Theme: Autumn's Late Word

Something feels lost. It is November. Emptiness flits near. The veiled membrane between approaches transparency. Murderous attacks worldwide continue. Nature in New England disrobes and plunges into bare stillness.

In a similar way, there is a field of silent awareness containing all the events of our days. Although we may sometimes be gripped by emotion or lost in a particular story, there is throughout each of our dramas a deeper reality of silent presence. This is a silence of the heart rather than an imposed cessation of speech or activity. It is a silence that is, we could say, the background of all activity. We don’t need to find it because it is not lost. (p.7, in Passionate Presence, Experiencing the Seven Qualities of Awakened Awareness, by Catherine Ingram, c.2003)

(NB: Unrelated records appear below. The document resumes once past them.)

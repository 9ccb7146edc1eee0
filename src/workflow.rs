//! Workflow engine.
//!
//! A workflow tree is flattened into an arena of [`StepNode`]s indexed by
//! position, then walked depth-first, left-to-right, preorder against one
//! Execution Context.
//!
//! Variable visibility follows execution order. A step sees the context plus
//! the extractions of its ancestors (which are only merged into the context
//! once their children are done). A step's extractions are merged into the
//! context after its children complete, whether or not it matched, so later
//! siblings see them and earlier steps never do. Blocks that extract only
//! after a match (`extract: after-match`) produce nothing to merge otherwise.

use futures::future::{BoxFuture, FutureExt};
use tracing::{debug, warn};

use crate::catalog::Catalog;
use crate::context::ExecutionContext;
use crate::enums::StepState;
use crate::error::ExecError;
use crate::runner::Engine;
use crate::types::{Extracted, Template, WorkflowStep};

/// Index of a step in a [`WorkflowPlan`].
pub type StepId = usize;

#[derive(Clone, Debug, PartialEq, Eq)]
pub struct StepNode {
    /// ID of the template the step invokes.
    pub template: String,
    pub parent: Option<StepId>,
    /// Children visited when the step matched.
    pub on_match: Vec<StepId>,
    /// Children visited when the step extracted anything.
    pub on_extract: Vec<StepId>,
    /// Children visited when the named matcher fired.
    pub branches: Vec<(String, Vec<StepId>)>,
    pub stop_at_first_match: bool,
}

/// Arena form of a workflow tree.
#[derive(Clone, Debug, Default, PartialEq, Eq)]
pub struct WorkflowPlan {
    nodes: Vec<StepNode>,
    roots: Vec<StepId>,
}

impl WorkflowPlan {
    pub fn build(steps: &[WorkflowStep]) -> Self {
        let mut plan = WorkflowPlan::default();
        plan.roots = steps.iter().map(|s| plan.add(s, None)).collect();
        plan
    }

    fn add(&mut self, step: &WorkflowStep, parent: Option<StepId>) -> StepId {
        let id = self.nodes.len();
        self.nodes.push(StepNode {
            template: step.template.clone(),
            parent,
            on_match: Vec::new(),
            on_extract: Vec::new(),
            branches: Vec::new(),
            stop_at_first_match: step.stop_at_first_match,
        });
        let on_match: Vec<StepId> = step
            .subtemplates
            .iter()
            .map(|s| self.add(s, Some(id)))
            .collect();
        let on_extract: Vec<StepId> = step.on_extract.iter().map(|s| self.add(s, Some(id))).collect();
        let branches: Vec<(String, Vec<StepId>)> = step
            .matchers
            .iter()
            .map(|b| {
                let kids = b.subtemplates.iter().map(|s| self.add(s, Some(id))).collect();
                (b.name.clone(), kids)
            })
            .collect();
        let node = &mut self.nodes[id];
        node.on_match = on_match;
        node.on_extract = on_extract;
        node.branches = branches;
        id
    }

    pub fn roots(&self) -> &[StepId] {
        &self.roots
    }

    pub fn node(&self, id: StepId) -> Option<&StepNode> {
        self.nodes.get(id)
    }

    pub fn len(&self) -> usize {
        self.nodes.len()
    }

    pub fn is_empty(&self) -> bool {
        self.nodes.is_empty()
    }

    /// Every step, parents before children.
    pub fn iter(&self) -> impl Iterator<Item = (StepId, &StepNode)> {
        self.nodes.iter().enumerate()
    }

    /// Number of ancestors of `id`.
    pub fn depth(&self, id: StepId) -> usize {
        let mut depth = 0;
        let mut current = self.node(id).and_then(|n| n.parent);
        while let Some(parent) = current {
            depth += 1;
            current = self.node(parent).and_then(|n| n.parent);
        }
        depth
    }
}

/// One state transition of one step.
#[derive(Clone, Debug, PartialEq, Eq)]
pub struct StepEvent {
    pub step: StepId,
    pub template: String,
    pub state: StepState,
}

/// Result of walking a workflow for one target.
#[derive(Clone, Debug, Default)]
pub struct WorkflowOutcome {
    /// Whether any step matched.
    pub matched: bool,
    /// Transitions in the order they happened.
    pub events: Vec<StepEvent>,
}

impl WorkflowOutcome {
    /// Final state of each visited step.
    pub fn final_state(&self, step: StepId) -> Option<StepState> {
        self.events
            .iter()
            .rev()
            .find(|e| e.step == step && e.state != StepState::Done)
            .map(|e| e.state)
    }
}

pub struct WorkflowEngine<'a> {
    engine: &'a Engine,
    catalog: &'a Catalog,
}

impl<'a> WorkflowEngine<'a> {
    pub fn new(engine: &'a Engine, catalog: &'a Catalog) -> Self {
        Self { engine, catalog }
    }

    /// Walks `workflow`'s step tree for the target owning `ctx`.
    ///
    /// A Fatal transition aborts the rest of the walk. The error is returned
    /// and `trace` keeps every transition recorded up to that point, as the
    /// context keeps every record already emitted.
    pub async fn run(
        &self,
        ctx: &mut ExecutionContext,
        workflow: &Template,
        trace: &mut WorkflowOutcome,
    ) -> Result<(), ExecError> {
        let plan = WorkflowPlan::build(&workflow.workflows);
        let walk = Walk {
            engine: self.engine,
            catalog: self.catalog,
            plan: &plan,
            workflow_id: &workflow.id,
        };
        walk.visit(ctx, plan.roots(), Extracted::new(), trace).await?;
        Ok(())
    }
}

struct Walk<'w> {
    engine: &'w Engine,
    catalog: &'w Catalog,
    plan: &'w WorkflowPlan,
    workflow_id: &'w str,
}

impl<'w> Walk<'w> {
    /// Visits `siblings` in order. `pending` holds ancestor extractions that
    /// are not merged into the context yet. Returns whether any sibling matched.
    fn visit<'b>(
        &'b self,
        ctx: &'b mut ExecutionContext,
        siblings: &'b [StepId],
        pending: Extracted,
        trace: &'b mut WorkflowOutcome,
    ) -> BoxFuture<'b, Result<bool, ExecError>> {
        async move {
            let mut any = false;
            for &id in siblings {
                if ctx.is_cancelled() {
                    return Err(ExecError::Cancelled);
                }
                let node = self
                    .plan
                    .node(id)
                    .ok_or_else(|| ExecError::fatal(format!("workflow step {} out of range", id)))?;
                let matched = self.step(ctx, id, node, &pending, trace).await?;
                any |= matched;
                if matched && node.stop_at_first_match {
                    debug!(step = id, "stop at first match; skipping remaining siblings");
                    break;
                }
            }
            Ok(any)
        }
        .boxed()
    }

    async fn step(
        &self,
        ctx: &mut ExecutionContext,
        id: StepId,
        node: &StepNode,
        pending: &Extracted,
        trace: &mut WorkflowOutcome,
    ) -> Result<bool, ExecError> {
        let mark = |trace: &mut WorkflowOutcome, state| {
            trace.events.push(StepEvent {
                step: id,
                template: node.template.clone(),
                state,
            })
        };

        mark(trace, StepState::Running);
        let Some(template) = self.catalog.get(&node.template) else {
            mark(trace, StepState::Fatal);
            return Err(ExecError::fatal(format!(
                "workflow '{}' references unknown template '{}'",
                self.workflow_id, node.template
            )));
        };

        let scope = ctx.variables().overlay(pending);
        let outcome = match self
            .engine
            .run_template(ctx, template, &scope, Some(self.workflow_id))
            .await
        {
            Ok(outcome) => outcome,
            Err(e @ ExecError::Cancelled) => return Err(e),
            Err(e @ ExecError::Fatal { .. }) => {
                mark(trace, StepState::Fatal);
                return Err(e);
            }
            Err(e) => {
                warn!(
                    workflow = %self.workflow_id,
                    template = %node.template,
                    error = %e,
                    "workflow step failed; branch skipped"
                );
                mark(trace, StepState::Unmatched);
                mark(trace, StepState::Done);
                return Ok(false);
            }
        };

        let matched = outcome.matched;
        mark(
            trace,
            if matched {
                StepState::Matched
            } else {
                StepState::Unmatched
            },
        );
        if matched {
            trace.matched = true;
        }

        let mut inherited = pending.clone();
        inherited.extend(outcome.extracted.clone());

        if matched && !node.on_match.is_empty() {
            self.visit(ctx, &node.on_match, inherited.clone(), trace).await?;
        }
        for (name, children) in &node.branches {
            if outcome.matched_names.iter().any(|n| n == name) {
                self.visit(ctx, children, inherited.clone(), trace).await?;
            }
        }
        if !outcome.extracted.is_empty() && !node.on_extract.is_empty() {
            self.visit(ctx, &node.on_extract, inherited, trace).await?;
        }

        if !outcome.extracted.is_empty() {
            ctx.merge(&outcome.extracted);
        }
        mark(trace, StepState::Done);
        Ok(matched)
    }
}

November takes autumn at its word. No pretty colors. Instead, wind blows down brown leaves, ground cold turns them stiff. Celebrations of change and death lapse into emptiness and desolation. Earth in Maine shifts from balmy transition to chilly change. Wood goes into stoves and fireplaces. Tommy wore gloves and scarf when he dropped off wood chips stiff with last night’s frost.

We think it is too early for cold to come in so suddenly. Twenty-six foot sailboat is lifted from harbor and placed on stands by birdfeeders. Joel backs up truck with this season’s split wood. “Have a good winter,” he says before turning up hill back to Hope. I wish him health and return next November with next year’s wood. Either one of us could not be here to enact our yearly dialogue. We know that. It’s why we converse.

The process of dissolution of life-in-form includes, as well, the dissolution of the constructs of experience themselves, the skandhas of Buddhist psychology. The skandhas, it will be recalled, are those constituents of physical existence that created the experience of reality on the physical plane, created our experience of separate, personal “self.” They are form, feeling, perception, intellect, and consciousness. The dissolution of those constituents leads to the deconstruction of the separate identity as well as the de-realization of the world, finally and ultimately for the dying person.

Transcendence begins as new and transpersonal levels of identity are animated. The attention has profoundly shifted. The psychological phases of Chaos and the psychospiritual phases of Surrender have been passed. The soul has been experienced and ingathers all attention, awareness, to itself. From that vantage point, the soul begins to access Spirit. This is the process of Transcendence, referred to in the monastic infirmary tradition as the rites of reincorporation, the return to the Source. (p.261, in The Grace in Dying, How We Are Transformed Spiritually As We Die, by Kathleen Dowling Singh, 1998)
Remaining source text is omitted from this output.